Assigned task
Please filter the entries for the word "entry" and copy every line that has it.

──────────────────────────────

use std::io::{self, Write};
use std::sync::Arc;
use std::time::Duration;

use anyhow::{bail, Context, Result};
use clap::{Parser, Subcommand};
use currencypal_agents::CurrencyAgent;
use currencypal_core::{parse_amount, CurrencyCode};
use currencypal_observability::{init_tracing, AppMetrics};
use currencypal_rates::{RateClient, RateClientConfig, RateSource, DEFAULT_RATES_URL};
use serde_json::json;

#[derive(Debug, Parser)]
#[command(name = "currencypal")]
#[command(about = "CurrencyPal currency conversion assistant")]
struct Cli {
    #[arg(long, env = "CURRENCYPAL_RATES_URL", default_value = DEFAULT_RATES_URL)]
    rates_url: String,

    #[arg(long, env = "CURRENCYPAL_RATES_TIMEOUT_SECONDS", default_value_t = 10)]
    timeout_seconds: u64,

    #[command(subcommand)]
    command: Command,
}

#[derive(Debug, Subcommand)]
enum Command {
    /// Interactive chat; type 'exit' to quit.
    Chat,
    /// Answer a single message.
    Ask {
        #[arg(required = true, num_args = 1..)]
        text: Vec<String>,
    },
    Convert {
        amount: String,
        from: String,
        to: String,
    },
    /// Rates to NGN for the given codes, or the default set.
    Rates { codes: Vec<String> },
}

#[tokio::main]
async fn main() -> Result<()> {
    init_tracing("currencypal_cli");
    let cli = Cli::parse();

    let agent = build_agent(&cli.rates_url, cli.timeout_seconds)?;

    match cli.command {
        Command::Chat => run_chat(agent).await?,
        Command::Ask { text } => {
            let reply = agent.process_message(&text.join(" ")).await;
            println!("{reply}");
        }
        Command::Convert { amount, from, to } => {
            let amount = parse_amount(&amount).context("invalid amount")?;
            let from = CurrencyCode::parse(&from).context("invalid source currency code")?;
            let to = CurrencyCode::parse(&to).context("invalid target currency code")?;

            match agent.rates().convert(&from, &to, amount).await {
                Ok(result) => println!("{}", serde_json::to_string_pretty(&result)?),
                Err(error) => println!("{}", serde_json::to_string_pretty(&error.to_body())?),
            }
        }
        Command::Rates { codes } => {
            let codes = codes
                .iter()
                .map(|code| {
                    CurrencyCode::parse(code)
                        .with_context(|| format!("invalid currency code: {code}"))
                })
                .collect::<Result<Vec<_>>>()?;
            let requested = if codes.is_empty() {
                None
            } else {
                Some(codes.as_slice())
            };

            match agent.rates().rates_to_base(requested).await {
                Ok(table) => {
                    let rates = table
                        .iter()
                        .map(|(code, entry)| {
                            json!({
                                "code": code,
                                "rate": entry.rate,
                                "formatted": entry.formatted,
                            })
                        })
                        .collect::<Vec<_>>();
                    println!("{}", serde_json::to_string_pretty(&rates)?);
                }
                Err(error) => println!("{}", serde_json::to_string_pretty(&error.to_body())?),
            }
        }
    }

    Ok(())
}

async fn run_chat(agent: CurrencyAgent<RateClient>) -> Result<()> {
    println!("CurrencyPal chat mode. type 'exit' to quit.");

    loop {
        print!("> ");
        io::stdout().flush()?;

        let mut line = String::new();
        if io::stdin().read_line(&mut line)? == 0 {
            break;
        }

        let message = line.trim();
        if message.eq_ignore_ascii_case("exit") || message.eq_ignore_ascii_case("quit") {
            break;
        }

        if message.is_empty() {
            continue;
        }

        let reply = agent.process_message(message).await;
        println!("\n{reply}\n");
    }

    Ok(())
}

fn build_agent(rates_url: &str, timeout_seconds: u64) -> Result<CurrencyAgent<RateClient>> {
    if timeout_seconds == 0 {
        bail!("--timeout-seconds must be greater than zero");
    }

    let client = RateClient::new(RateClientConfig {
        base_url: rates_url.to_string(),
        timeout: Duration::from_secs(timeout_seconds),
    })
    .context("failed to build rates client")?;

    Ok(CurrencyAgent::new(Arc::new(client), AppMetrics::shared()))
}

──────────────────────────────

Answer to this task
                        .map(|(code, entry)| {
                                "rate": entry.rate,
                                "formatted": entry.formatted,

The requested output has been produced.